Some enumeration values may need to be stable with differing configurations?
Some items only exist on certain platforms or when certain configuration options are enabled. Some items have different definitions or values on different platforms or when different combinations of configuration options are enabled.
System call semantics
Each system call has slightly different semantics for the 5-7 registers used during system calls as follows:
- target capability being invoked / badge of received IPC
-
seL4_MessageInfo
describing the IPC - Message register 0 in+out
- Message register 1 in+out
- Message register 2 in+out (not present in ia32)
- Message register 3 in+out (not present in ia32)
- System call identifier
As can be seen, a platform actually only needs a minimum of 3 general purpose registers to perform a system call, although this then requires the IPC buffer to be used to pass any arguments and thus also requires the calling code to look up the address of its IPC buffer.
All invocations are mapped over these semantics. Where there is no associated capability, the 0th register does not need to be set. When the associated system call does not expect arguments or capability transfer, the 1st register doesn’t need to be set. Of any message registers sent or received, the first words should be written to and read from the associated physical registers with further words being written to the IPC buffer.
Invocations use a packing strategy with their arguments where possible to ensure as few words (and memory accesses) as possible are used during the handling of the system call.
Issues with the current model
Some interfaces assume the entire response of a syscall is written into the IPC buffer and stays there (which is unsafe and and unhygienic) and have additional functions to retrieve additional values that are returned. Languages which support multiple returns should return all values and languages which support returning structures should return all values packed into a single structure.
This would prevent situations where subsequent system calls clobber the contents of the thread-local IPC buffer and would ensure that the IPC buffer is only used from the userland side when it is actually needed (like it is in the kernel) rather than introducing unnecessary copying of data back and forth.
Current alternate language implementations
CakeML
There exist handwritten wrappers of the C API that unmarshal the bytearray from the CakeML FFI on the C side in order to call functions from libsel4
. In addition, handwritten CakeML wrappers wrap the FFI and present to present the API functions to CakeML.
Rust
I’m not sure what the Robogalia project currently does to maintain its API implementation but it would be helpful to understand their current setup and use case better.

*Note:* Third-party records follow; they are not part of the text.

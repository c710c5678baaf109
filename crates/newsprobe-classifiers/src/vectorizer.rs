//! Bag-of-words vectorizers restored from artifact files
//!
//! Two kinds are supported, selected by the `kind` field of the artifact:
//! - `count`: term counts over a fixed vocabulary
//! - `tfidf`: term counts re-weighted by inverse document frequency and
//!   normalized per row

use crate::classifier::Vectorizer;
use newsprobe_core::{Error, FeatureMatrix, Result, SparseRow};
use regex::Regex;
use serde::{Deserialize, Serialize};
use std::borrow::Cow;
use std::collections::{HashMap, HashSet};

/// Default token pattern: runs of two or more word characters
pub const DEFAULT_TOKEN_PATTERN: &str = r"(?u)\b\w\w+\b";

/// Serialized form of a vectorizer artifact
#[derive(Debug, Clone, Serialize, Deserialize)]
#[serde(tag = "kind", rename_all = "snake_case")]
pub enum VectorizerSpec {
    /// Plain term counts
    Count(CountSpec),

    /// TF-IDF weighted terms
    Tfidf(TfidfSpec),
}

impl VectorizerSpec {
    /// Validate the artifact and build a ready-to-use vectorizer
    pub fn build(self) -> Result<Box<dyn Vectorizer>> {
        match self {
            Self::Count(spec) => Ok(Box::new(CountVectorizer::from_spec(spec)?)),
            Self::Tfidf(spec) => Ok(Box::new(TfidfVectorizer::from_spec(spec)?)),
        }
    }
}

/// Tokenization and vocabulary settings shared by both kinds
#[derive(Debug, Clone, Serialize, Deserialize)]
pub struct CountSpec {
    /// Term to column mapping
    pub vocabulary: HashMap<String, usize>,

    /// Lowercase documents before tokenizing
    #[serde(default = "default_true")]
    pub lowercase: bool,

    /// Regex selecting tokens; a single capture group selects the token text
    #[serde(default = "default_token_pattern")]
    pub token_pattern: String,

    /// Inclusive range of word n-gram sizes
    #[serde(default = "default_ngram_range")]
    pub ngram_range: (usize, usize),

    /// Tokens dropped before n-grams are formed
    #[serde(default)]
    pub stop_words: Vec<String>,

    /// Record presence (1.0) instead of counts
    #[serde(default)]
    pub binary: bool,
}

/// TF-IDF artifact: count settings plus the fitted idf weights
#[derive(Debug, Clone, Serialize, Deserialize)]
pub struct TfidfSpec {
    #[serde(flatten)]
    pub count: CountSpec,

    /// Inverse document frequency per column
    pub idf: Vec<f64>,

    /// Row normalization
    #[serde(default)]
    pub norm: Norm,

    /// Replace tf with 1 + ln(tf)
    #[serde(default)]
    pub sublinear_tf: bool,
}

/// Per-row normalization applied by the TF-IDF vectorizer
#[derive(Debug, Clone, Copy, Default, PartialEq, Eq, Serialize, Deserialize)]
#[serde(rename_all = "lowercase")]
pub enum Norm {
    L1,
    #[default]
    L2,
    None,
}

fn default_true() -> bool {
    true
}

fn default_token_pattern() -> String {
    DEFAULT_TOKEN_PATTERN.to_string()
}

fn default_ngram_range() -> (usize, usize) {
    (1, 1)
}

/// Term-count vectorizer over a fixed vocabulary
#[derive(Debug)]
pub struct CountVectorizer {
    vocabulary: HashMap<String, usize>,
    token_pattern: Regex,
    lowercase: bool,
    ngram_range: (usize, usize),
    stop_words: HashSet<String>,
    binary: bool,
}

impl CountVectorizer {
    /// Build from a deserialized artifact, validating it
    pub fn from_spec(spec: CountSpec) -> Result<Self> {
        let (min_n, max_n) = spec.ngram_range;
        if min_n == 0 || min_n > max_n {
            return Err(Error::config(format!(
                "invalid ngram_range ({}, {})",
                min_n, max_n
            )));
        }

        let n_features = spec.vocabulary.len();
        let mut seen = vec![false; n_features];
        for (term, &column) in &spec.vocabulary {
            match seen.get_mut(column) {
                Some(slot) if !*slot => *slot = true,
                Some(_) => {
                    return Err(Error::config(format!(
                        "vocabulary column {} assigned twice (term '{}')",
                        column, term
                    )))
                }
                None => {
                    return Err(Error::config(format!(
                        "vocabulary column {} for term '{}' exceeds vocabulary size {}",
                        column, term, n_features
                    )))
                }
            }
        }

        let token_pattern = Regex::new(&spec.token_pattern).map_err(|e| {
            Error::config(format!("invalid token_pattern '{}': {}", spec.token_pattern, e))
        })?;
        if token_pattern.captures_len() > 2 {
            return Err(Error::config(
                "token_pattern may contain at most one capture group",
            ));
        }

        Ok(Self {
            vocabulary: spec.vocabulary,
            token_pattern,
            lowercase: spec.lowercase,
            ngram_range: spec.ngram_range,
            stop_words: spec.stop_words.into_iter().collect(),
            binary: spec.binary,
        })
    }

    /// Split a document into tokens, after lowercasing and stop word removal
    pub fn tokenize<'a>(&self, document: &'a str) -> Vec<String> {
        let text: Cow<'a, str> = if self.lowercase {
            Cow::Owned(document.to_lowercase())
        } else {
            Cow::Borrowed(document)
        };

        let tokens: Vec<String> = if self.token_pattern.captures_len() == 2 {
            self.token_pattern
                .captures_iter(&text)
                .filter_map(|caps| caps.get(1).map(|m| m.as_str().to_string()))
                .collect()
        } else {
            self.token_pattern
                .find_iter(&text)
                .map(|m| m.as_str().to_string())
                .collect()
        };

        tokens
            .into_iter()
            .filter(|token| !self.stop_words.contains(token))
            .collect()
    }

    /// Count vocabulary hits for one document
    fn count_row(&self, document: &str) -> SparseRow {
        let tokens = self.tokenize(document);
        let (min_n, max_n) = self.ngram_range;

        let mut hits = Vec::new();
        for n in min_n..=max_n {
            for window in tokens.windows(n) {
                let term = window.join(" ");
                if let Some(&column) = self.vocabulary.get(&term) {
                    hits.push((column, 1.0));
                }
            }
        }

        let row = SparseRow::from_pairs(hits);
        if self.binary {
            row.map_values(|_, _| 1.0)
        } else {
            row
        }
    }
}

impl Vectorizer for CountVectorizer {
    fn transform(&self, documents: &[&str]) -> Result<FeatureMatrix> {
        let rows = documents.iter().map(|doc| self.count_row(doc)).collect();
        Ok(FeatureMatrix::new(self.n_features(), rows))
    }

    fn n_features(&self) -> usize {
        self.vocabulary.len()
    }

    fn name(&self) -> &str {
        "count"
    }
}

/// TF-IDF vectorizer: counts, optional sublinear scaling, idf weights,
/// then row normalization
#[derive(Debug)]
pub struct TfidfVectorizer {
    counts: CountVectorizer,
    idf: Vec<f64>,
    norm: Norm,
    sublinear_tf: bool,
}

impl TfidfVectorizer {
    /// Build from a deserialized artifact, validating it
    pub fn from_spec(spec: TfidfSpec) -> Result<Self> {
        let counts = CountVectorizer::from_spec(spec.count)?;
        if spec.idf.len() != counts.n_features() {
            return Err(Error::config(format!(
                "idf has {} weights but vocabulary has {} terms",
                spec.idf.len(),
                counts.n_features()
            )));
        }
        if spec.idf.iter().any(|w| !w.is_finite()) {
            return Err(Error::config("idf weights must be finite"));
        }

        Ok(Self {
            counts,
            idf: spec.idf,
            norm: spec.norm,
            sublinear_tf: spec.sublinear_tf,
        })
    }

    fn weigh(&self, row: SparseRow) -> SparseRow {
        let sublinear = self.sublinear_tf;
        let row = row.map_values(|column, tf| {
            let tf = if sublinear { 1.0 + tf.ln() } else { tf };
            tf * self.idf[column]
        });

        let scale = match self.norm {
            Norm::L1 => row.norm_l1(),
            Norm::L2 => row.norm_l2(),
            Norm::None => 1.0,
        };
        if scale > 0.0 && scale != 1.0 {
            row.map_values(|_, v| v / scale)
        } else {
            row
        }
    }
}

impl Vectorizer for TfidfVectorizer {
    fn transform(&self, documents: &[&str]) -> Result<FeatureMatrix> {
        let rows = documents
            .iter()
            .map(|doc| self.weigh(self.counts.count_row(doc)))
            .collect();
        Ok(FeatureMatrix::new(self.n_features(), rows))
    }

    fn n_features(&self) -> usize {
        self.counts.n_features()
    }

    fn name(&self) -> &str {
        "tfidf"
    }
}
use clap::Parser;
use std::path::PathBuf;

#[derive(Parser, Debug)]
#[command(name = "newsprobe-server")]
#[command(author, version, about = "Fake news classifier inference service")]
pub struct Cli {
    /// Configuration file path (ignored if it does not exist)
    #[arg(short, long, env = "NEWSPROBE_CONFIG", default_value = "newsprobe.yaml")]
    pub config: String,

    /// Listen address
    #[arg(short = 'l', long, env = "HOST")]
    pub host: Option<String>,

    /// Listen port
    #[arg(short = 'P', long, env = "PORT")]
    pub port: Option<u16>,

    /// Classifier artifact path (empty means default)
    #[arg(long, env = "MODEL_PATH")]
    pub model_path: Option<String>,

    /// Vectorizer artifact path (empty means default)
    #[arg(long, env = "VECTORIZER_PATH")]
    pub vectorizer_path: Option<String>,

    /// Directory holding the default artifact files
    #[arg(long, env = "ARTIFACT_DIR")]
    pub artifact_dir: Option<PathBuf>,

    /// Skip the background artifact load at startup
    #[arg(long)]
    pub no_eager_load: bool,

    /// Enable verbose logging
    #[arg(short, long)]
    pub verbose: bool,
}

I would really appreciate any feedback on the above plan, particularly:
- Information on how interfaces for other languages are maintained,
- possible options for an IDL that would could get or build a parser for that can represent all of the items,
- ways in which the items that appear in the API could be consolidated without losing functionality or requiring the kernel to change its representation of them,
- ways in which the proposed structure of the API could be improved, or
- ways in which content from the manual can be improved before being moved into the API documentation.